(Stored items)
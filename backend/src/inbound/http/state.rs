//! Shared HTTP adapter state.
//!
//! HTTP handlers accept this state via `actix_web::web::Data` so they only
//! depend on domain ports and remain testable without I/O.

use std::sync::Arc;

use crate::domain::ports::{
    BrandRepository, SegmentRepository, TokenAuthenticator, UserRepository, VehicleRepository,
};

/// Dependency bundle for HTTP handlers.
#[derive(Clone)]
pub struct HttpState {
    pub users: Arc<dyn UserRepository>,
    pub tokens: Arc<dyn TokenAuthenticator>,
    pub segments: Arc<dyn SegmentRepository>,
    pub brands: Arc<dyn BrandRepository>,
    pub vehicles: Arc<dyn VehicleRepository>,
}
#[cfg(test)]
mod tests {
    //! Handler coverage against the in-memory port implementations.
    use actix_web::http::StatusCode;
    use actix_web::test as actix_test;
    use rstest::rstest;
    use serde_json::{Value, json};

    use crate::inbound::http::test_utils::{
        create_brand, create_segment, obtain_token_for, test_app,
    };

    #[actix_web::test]
    async fn create_stores_price_and_denormalized_names() {
        let app = actix_test::init_service(test_app()).await;
        let token = obtain_token_for(&app, "dummy", "dummy_pw").await;
        let segment = create_segment(&app, &token, "Sedan").await;
        let brand = create_brand(&app, &token, "Tesla").await;

        let request = actix_test::TestRequest::post()
            .uri("/api/vehicles/")
            .insert_header(("Authorization", format!("Token {token}")))
            .set_json(json!({
                "vehicle_name": "MODEL S",
                "release_year": 2019,
                "price": 500.12,
                "segment": segment,
                "brand": brand,
            }))
            .to_request();
        let response = actix_test::call_service(&app, request).await;
        assert_eq!(response.status(), StatusCode::CREATED);

        let body: Value = actix_test::read_body_json(response).await;
        assert_eq!(body.get("vehicle_name").and_then(Value::as_str), Some("MODEL S"));
        assert_eq!(body.get("release_year").and_then(Value::as_i64), Some(2019));
        assert_eq!(body.get("price").and_then(Value::as_str), Some("500.12"));
        assert!(body.get("user").is_none());

        let id = body.get("id").and_then(Value::as_i64).expect("vehicle id");
        let request = actix_test::TestRequest::get()
            .uri(&format!("/api/vehicles/{id}/"))
            .insert_header(("Authorization", format!("Token {token}")))
            .to_request();
        let response = actix_test::call_service(&app, request).await;
        let body: Value = actix_test::read_body_json(response).await;
        assert_eq!(body.get("segment_name").and_then(Value::as_str), Some("Sedan"));
        assert_eq!(body.get("brand_name").and_then(Value::as_str), Some("Tesla"));
    }

    #[rstest]
    #[case(json!(""), json!(""))]
    #[case(json!(null), json!(null))]
    #[actix_web::test]
    async fn create_rejects_empty_references(#[case] segment: Value, #[case] brand: Value) {
        let app = actix_test::init_service(test_app()).await;
        let token = obtain_token_for(&app, "dummy", "dummy_pw").await;

        let request = actix_test::TestRequest::post()
            .uri("/api/vehicles/")
            .insert_header(("Authorization", format!("Token {token}")))
            .set_json(json!({
                "vehicle_name": "MODEL S",
                "release_year": 2019,
                "price": 500.12,
                "segment": segment,
                "brand": brand,
            }))
            .to_request();
        let response = actix_test::call_service(&app, request).await;
        assert_eq!(response.status(), StatusCode::BAD_REQUEST);
    }

    #[actix_web::test]
    async fn create_rejects_unresolvable_references() {
        let app = actix_test::init_service(test_app()).await;
        let token = obtain_token_for(&app, "dummy", "dummy_pw").await;

        let request = actix_test::TestRequest::post()
            .uri("/api/vehicles/")
            .insert_header(("Authorization", format!("Token {token}")))
            .set_json(json!({
                "vehicle_name": "MODEL S",
                "release_year": 2019,
                "price": 500.12,
                "segment": 999,
                "brand": 999,
            }))
            .to_request();
        let response = actix_test::call_service(&app, request).await;
        assert_eq!(response.status(), StatusCode::BAD_REQUEST);

        let body: Value = actix_test::read_body_json(response).await;
        assert_eq!(
            body.get("details")
                .and_then(|details| details.get("field"))
                .and_then(Value::as_str),
            Some("segment")
        );
    }

    #[actix_web::test]
    async fn create_rejects_out_of_range_price() {
        let app = actix_test::init_service(test_app()).await;
        let token = obtain_token_for(&app, "dummy", "dummy_pw").await;
        let segment = create_segment(&app, &token, "Sedan").await;
        let brand = create_brand(&app, &token, "Tesla").await;

        let request = actix_test::TestRequest::post()
            .uri("/api/vehicles/")
            .insert_header(("Authorization", format!("Token {token}")))
            .set_json(json!({
                "vehicle_name": "MODEL S",
                "release_year": 2019,
                "price": "10000.00",
                "segment": segment,
                "brand": brand,
            }))
            .to_request();
        let response = actix_test::call_service(&app, request).await;
        assert_eq!(response.status(), StatusCode::BAD_REQUEST);

        let body: Value = actix_test::read_body_json(response).await;
        assert_eq!(
            body.get("details")
                .and_then(|details| details.get("field"))
                .and_then(Value::as_str),
            Some("price")
        );
    }

    #[actix_web::test]
    async fn owner_field_in_the_body_is_ignored() {
        let app = actix_test::init_service(test_app()).await;
        let token = obtain_token_for(&app, "dummy", "dummy_pw").await;
        let segment = create_segment(&app, &token, "Sedan").await;
        let brand = create_brand(&app, &token, "Tesla").await;

        let request = actix_test::TestRequest::post()
            .uri("/api/vehicles/")
            .insert_header(("Authorization", format!("Token {token}")))
            .set_json(json!({
                "vehicle_name": "MODEL S",
                "release_year": 2019,
                "price": 500.12,
                "segment": segment,
                "brand": brand,
                "user": 999,
            }))
            .to_request();
        let response = actix_test::call_service(&app, request).await;
        assert_eq!(response.status(), StatusCode::CREATED);

        let body: Value = actix_test::read_body_json(response).await;
        assert!(body.get("user").is_none());
    }

    #[actix_web::test]
    async fn patch_updates_only_the_provided_fields() {
        let app = actix_test::init_service(test_app()).await;
        let token = obtain_token_for(&app, "dummy", "dummy_pw").await;
        let segment = create_segment(&app, &token, "Sedan").await;
        let brand = create_brand(&app, &token, "Tesla").await;

        let request = actix_test::TestRequest::post()
            .uri("/api/vehicles/")
            .insert_header(("Authorization", format!("Token {token}")))
            .set_json(json!({
                "vehicle_name": "MODEL S",
                "release_year": 2019,
                "price": 500.12,
                "segment": segment,
                "brand": brand,
            }))
            .to_request();
        let response = actix_test::call_service(&app, request).await;
        let body: Value = actix_test::read_body_json(response).await;
        let id = body.get("id").and_then(Value::as_i64).expect("vehicle id");

        let request = actix_test::TestRequest::patch()
            .uri(&format!("/api/vehicles/{id}/"))
            .insert_header(("Authorization", format!("Token {token}")))
            .set_json(json!({ "vehicle_name": "MODEL X" }))
            .to_request();
        let response = actix_test::call_service(&app, request).await;
        assert_eq!(response.status(), StatusCode::OK);

        let body: Value = actix_test::read_body_json(response).await;
        assert_eq!(body.get("vehicle_name").and_then(Value::as_str), Some("MODEL X"));
        assert_eq!(body.get("release_year").and_then(Value::as_i64), Some(2019));
        assert_eq!(body.get("price").and_then(Value::as_str), Some("500.12"));
    }

    #[actix_web::test]
    async fn replace_requires_the_full_payload() {
        let app = actix_test::init_service(test_app()).await;
        let token = obtain_token_for(&app, "dummy", "dummy_pw").await;
        let segment = create_segment(&app, &token, "Sedan").await;
        let brand = create_brand(&app, &token, "Tesla").await;

        let request = actix_test::TestRequest::post()
            .uri("/api/vehicles/")
            .insert_header(("Authorization", format!("Token {token}")))
            .set_json(json!({
                "vehicle_name": "MODEL S",
                "release_year": 2019,
                "price": 500.12,
                "segment": segment,
                "brand": brand,
            }))
            .to_request();
        let response = actix_test::call_service(&app, request).await;
        let body: Value = actix_test::read_body_json(response).await;
        let id = body.get("id").and_then(Value::as_i64).expect("vehicle id");

        let request = actix_test::TestRequest::put()
            .uri(&format!("/api/vehicles/{id}/"))
            .insert_header(("Authorization", format!("Token {token}")))
            .set_json(json!({ "vehicle_name": "MODEL X" }))
            .to_request();
        let response = actix_test::call_service(&app, request).await;
        assert_eq!(response.status(), StatusCode::BAD_REQUEST);
    }

    #[actix_web::test]
    async fn delete_removes_the_vehicle() {
        let app = actix_test::init_service(test_app()).await;
        let token = obtain_token_for(&app, "dummy", "dummy_pw").await;
        let segment = create_segment(&app, &token, "Sedan").await;
        let brand = create_brand(&app, &token, "Tesla").await;

        let request = actix_test::TestRequest::post()
            .uri("/api/vehicles/")
            .insert_header(("Authorization", format!("Token {token}")))
            .set_json(json!({
                "vehicle_name": "MODEL S",
                "release_year": 2019,
                "price": 500.12,
                "segment": segment,
                "brand": brand,
            }))
            .to_request();
        let response = actix_test::call_service(&app, request).await;
        let body: Value = actix_test::read_body_json(response).await;
        let id = body.get("id").and_then(Value::as_i64).expect("vehicle id");

        let request = actix_test::TestRequest::delete()
            .uri(&format!("/api/vehicles/{id}/"))
            .insert_header(("Authorization", format!("Token {token}")))
            .to_request();
        let response = actix_test::call_service(&app, request).await;
        assert_eq!(response.status(), StatusCode::NO_CONTENT);

        let request = actix_test::TestRequest::get()
            .uri(&format!("/api/vehicles/{id}/"))
            .insert_header(("Authorization", format!("Token {token}")))
            .to_request();
        let response = actix_test::call_service(&app, request).await;
        assert_eq!(response.status(), StatusCode::NOT_FOUND);
    }
}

» **What you will do**:
Every line from the data above that contains "inbound" must appear in the answer.

» **Solution to this task**:
filename backend/src/inbound/http/state.rs
    use crate::inbound::http::test_utils::{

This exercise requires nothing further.